Sunday 25 November 2007

Review: The Tent, Margaret Atwood (2006)

Time Out is a London-originated entertainment magazine that has just been launched in Sydney (3 November). We used to buy it in Tokyo to find the right cinema showing the right movie. Lisa Mullen's review there of the book (no date, sorry) includes the observation that reading it is "a curiously intimate experience, like peering into Atwood's skull and watching her brain's synapses twitch and sizzle".

Mullen also calls the book a "beautifully packaged collection of oddities". Drawings by the author (reminding me of Orhan Pamuk's recent book of non-fiction, which also contains the author's illustrations) are scattered throughout but seem not to be used to a specific purpose. Like the structure of the collection itself, they are 'free-form' and not 'pointed'.

As to the "habitual Atwoodian territories", I'm hardly in a position to speculate. Nevertheless, the contents are definitely 'pointed' and do canvass 'issues', as fables habitually have done, over the millenia. In the old days a fable would serve to educate without attracting the unwanted attention of powerful men. Nowadays, perchance, it serves to achieve impact without seeming to instruct. Nobody likes being told something they don't already know.

Prose poem might also be a way to describe what's in here.
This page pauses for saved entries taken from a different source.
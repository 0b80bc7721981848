mod color;
mod corners;
mod cursor;

pub use color::*;
pub use corners::*;
pub use cursor::*;
/// Backing store: presented layers plus the animation tracks driving them.
pub(crate) struct Compositor {
    layers: FxHashMap<ViewId, Layer>,
    commands: Vec<LayerCommand>,
    transition_channels: FxHashSet<ChannelId>,
    transition_claims: FxHashMap<TrackKey<TrackTarget>, TransitionPluginId>,
    layout_transition_plugin: LayoutTransitionPlugin,
    visual_transition_plugin: VisualTransitionPlugin,
    scroll_transition_plugin: ScrollTransitionPlugin,
    pub(crate) native_ids: NativeIdAllocator,
    frame_stats: FrameStats,
    redraw_requested: bool,
}

impl Compositor {
    pub(crate) fn new(config: &TreeConfig) -> Self {
        let transition_channels = LayoutField::CHANNELS
            .iter()
            .chain(VisualField::CHANNELS)
            .chain(ScrollAxis::CHANNELS)
            .copied()
            .collect();
        Self {
            layers: FxHashMap::default(),
            commands: Vec::new(),
            transition_channels,
            transition_claims: FxHashMap::default(),
            layout_transition_plugin: LayoutTransitionPlugin::new(),
            visual_transition_plugin: VisualTransitionPlugin::new(),
            scroll_transition_plugin: ScrollTransitionPlugin::new(),
            native_ids: NativeIdAllocator::default(),
            frame_stats: FrameStats::new(config.trace_frames),
            redraw_requested: false,
        }
    }

    pub(crate) fn insert_layer(&mut self, view: ViewId, layer: Layer) {
        self.layers.insert(view, layer);
    }

    pub(crate) fn remove_layer(&mut self, view: ViewId) {
        self.layers.remove(&view);
        self.commands.retain(|command| command_target(command) != view);
        let mut host = TransitionHostAdapter {
            registered_channels: &self.transition_channels,
            claims: &mut self.transition_claims,
        };
        self.layout_transition_plugin.cancel_target(view, &mut host);
        self.visual_transition_plugin.cancel_target(view, &mut host);
        self.scroll_transition_plugin.cancel_target(view, &mut host);
    }

    pub(crate) fn layer(&self, view: ViewId) -> Option<&Layer> {
        self.layers.get(&view)
    }

    pub(crate) fn queue(&mut self, command: LayerCommand) {
        self.commands.push(command);
        self.request_redraw();
    }

    pub(crate) fn request_redraw(&mut self) {
        self.redraw_requested = true;
    }

    pub(crate) fn take_redraw_request(&mut self) -> bool {
        std::mem::take(&mut self.redraw_requested)
    }

    pub(crate) fn is_animating(&self) -> bool {
        self.layout_transition_plugin.has_tracks()
            || self.visual_transition_plugin.has_tracks()
            || self.scroll_transition_plugin.has_tracks()
    }

    /// Applies queued commands in order; later commands win.
    pub(crate) fn apply_commands(&mut self) {
        let commands = std::mem::take(&mut self.commands);
        for command in commands {
            let view = command_target(&command);
            let Some(layer) = self.layers.get_mut(&view) else {
                continue;
            };
            let mut host = TransitionHostAdapter {
                registered_channels: &self.transition_channels,
                claims: &mut self.transition_claims,
            };
            match command {
                LayerCommand::Bounds {
                    from,
                    to,
                    animation,
                    ..
                } => {
                    if let Some(from) = from {
                        self.layout_transition_plugin.cancel_target(view, &mut host);
                        layer.bounds = from;
                    }
                    let current = layer.bounds;
                    let fields = [
                        (LayoutField::X, current.x, to.x),
                        (LayoutField::Y, current.y, to.y),
                        (LayoutField::Width, current.width, to.width),
                        (LayoutField::Height, current.height, to.height),
                    ];
                    let snapped = drive_tracks(
                        &mut self.layout_transition_plugin,
                        &mut host,
                        view,
                        &fields,
                        animation,
                    );
                    for field in snapped {
                        set_layout_field(&mut layer.bounds, field, &to);
                    }
                }
                LayerCommand::Scale { to, animation, .. } => {
                    let fields = [
                        (VisualField::ScaleX, layer.scale.x, to.x),
                        (VisualField::ScaleY, layer.scale.y, to.y),
                    ];
                    for field in drive_tracks(
                        &mut self.visual_transition_plugin,
                        &mut host,
                        view,
                        &fields,
                        animation,
                    ) {
                        match field {
                            VisualField::ScaleX => layer.scale.x = to.x,
                            VisualField::ScaleY => layer.scale.y = to.y,
                            VisualField::Opacity => {}
                        }
                    }
                }
                LayerCommand::Opacity { to, animation, .. } => {
                    let fields = [(VisualField::Opacity, layer.opacity, to)];
                    if !drive_tracks(
                        &mut self.visual_transition_plugin,
                        &mut host,
                        view,
                        &fields,
                        animation,
                    )
                    .is_empty()
                    {
                        layer.opacity = to;
                    }
                }
                LayerCommand::Scroll { to, animation, .. } => {
                    let fields = [
                        (ScrollAxis::X, layer.scroll_offset.x, to.x),
                        (ScrollAxis::Y, layer.scroll_offset.y, to.y),
                    ];
                    for axis in drive_tracks(
                        &mut self.scroll_transition_plugin,
                        &mut host,
                        view,
                        &fields,
                        animation,
                    ) {
                        match axis {
                            ScrollAxis::X => layer.scroll_offset.x = to.x,
                            ScrollAxis::Y => layer.scroll_offset.y = to.y,
                        }
                    }
                }
            }
        }
    }

    pub(crate) fn run_transitions(&mut self, dt_seconds: f32) -> RunResult {
        let frame = TransitionFrame { dt_seconds };
        let mut host = TransitionHostAdapter {
            registered_channels: &self.transition_channels,
            claims: &mut self.transition_claims,
        };
        let result = self
            .layout_transition_plugin
            .run_tracks(frame, &mut host)
            .merge(self.visual_transition_plugin.run_tracks(frame, &mut host))
            .merge(self.scroll_transition_plugin.run_tracks(frame, &mut host));

        for sample in self.layout_transition_plugin.take_samples() {
            if let Some(layer) = self.layers.get_mut(&sample.target) {
                let bounds = &mut layer.bounds;
                match sample.field {
                    LayoutField::X => bounds.x = sample.value,
                    LayoutField::Y => bounds.y = sample.value,
                    LayoutField::Width => bounds.width = sample.value.max(0.0),
                    LayoutField::Height => bounds.height = sample.value.max(0.0),
                }
            }
        }
        for sample in self.visual_transition_plugin.take_samples() {
            if let Some(layer) = self.layers.get_mut(&sample.target) {
                match sample.field {
                    VisualField::ScaleX => layer.scale.x = sample.value,
                    VisualField::ScaleY => layer.scale.y = sample.value,
                    VisualField::Opacity => layer.opacity = sample.value.clamp(0.0, 1.0),
                }
            }
        }
        for sample in self.scroll_transition_plugin.take_samples() {
            if let Some(layer) = self.layers.get_mut(&sample.target) {
                match sample.field {
                    ScrollAxis::X => layer.scroll_offset.x = sample.value,
                    ScrollAxis::Y => layer.scroll_offset.y = sample.value,
                }
            }
        }
        if result.needs_paint {
            self.request_redraw();
        }
        result
    }
}

fn command_target(command: &LayerCommand) -> ViewId {
    match command {
        LayerCommand::Bounds { view, .. }
        | LayerCommand::Scale { view, .. }
        | LayerCommand::Opacity { view, .. }
        | LayerCommand::Scroll { view, .. } => *view,
    }
}

fn set_layout_field(bounds: &mut Rect, field: LayoutField, to: &Rect) {
    match field {
        LayoutField::X => bounds.x = to.x,
        LayoutField::Y => bounds.y = to.y,
        LayoutField::Width => bounds.width = to.width,
        LayoutField::Height => bounds.height = to.height,
    }
}

/// Starts or cancels tracks for `fields`. Returns the fields the caller must
/// set to their target directly.
fn drive_tracks<F: TrackField>(
    plugin: &mut TrackPlugin<F>,
    host: &mut dyn TransitionHost<TrackTarget>,
    view: ViewId,
    fields: &[(F, f32, f32)],
    animation: Option<Animation>,
) -> Vec<F> {
    let mut snapped = Vec::new();
    for &(field, from, to) in fields {
        let animate = animation.filter(|animation| animation.duration_seconds > f32::EPSILON);
        let Some(animation) = animate else {
            plugin.cancel_track(
                TrackKey {
                    target: view,
                    channel: field.channel_id(),
                },
                host,
            );
            snapped.push(field);
            continue;
        };
        let running = plugin.is_running(view, field);
        if !running && (to - from).abs() <= f32::EPSILON {
            snapped.push(field);
            continue;
        }
        let started: Result<(), StartTrackError<TrackTarget>> =
            plugin.start_track(host, view, field, from, to, animation);
        if let Err(err) = started {
            tracing::warn!(?view, ?field, %err, "animation track rejected, snapping to target");
            snapped.push(field);
        } else {
            tracing::trace!(?view, ?field, from, to, "animation track started");
        }
    }
    snapped
}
If so, then these are either reworkings of old themes (Mullen's view) or first drafts of something still to come.

At this dim season of the year we hunger for such tales. Winter's tales, they are. We want to huddle round them, as if around a small but cheerful fire. The sun sets at four, the temperature plummets, the wind howls, the snow cascades down. Though you nearly froze your fingers off, you did get the tuplis planted, just in time. In four months they'll come up, you have faith in that, and they'll look like the picture in the catalogue.

This set me off on a tangent along which I bumped into my old friend, which starts on page 2883 of The Norton Shakespeare (edited by Stephen Greenblatt). Most scholars agree that The Winter's Tale (1609-11) is a fable detailing the vicissitudes suffered by Elizabeth I at the hands of her extraordinary father, Henry VIII. But it could equally be read as a prophesy of what would come, in 1660, when the prince returned to his grateful subjects.

In it, a young girl is abandoned on a distant shore because her father doubts his paternity. She falls in love and ultimately returns to her home. Her mother, also spurned by the jealous king, is likewise reinstated to her proper place.

There are, however, deaths.

Greenblatt's intro to the play starts by noting Ben Johnson's complaint about plays that "make nature afraid" (Bartholemew Fair (1614)). And certainly this and The Tempest, which debuted around the same time, are extraordinary in terms of the theatre, and what it could achieve.

Atwood seems, in her book, to be seeking an authentic voice and these prose poems seem to be ideal for the purpose. They make you think and their fragmented format and evocative language sidestep conventional demands in terms of plot, coherence and 'development'.

The book is, therefore, a new departure and, possibly, a new method for remaining attuned to the zeitgeist without overburdening the reader with explanations and justifications. A writer should never be asked to do this, but our preference, these days, for 'engaged' fiction, means this is a real danger.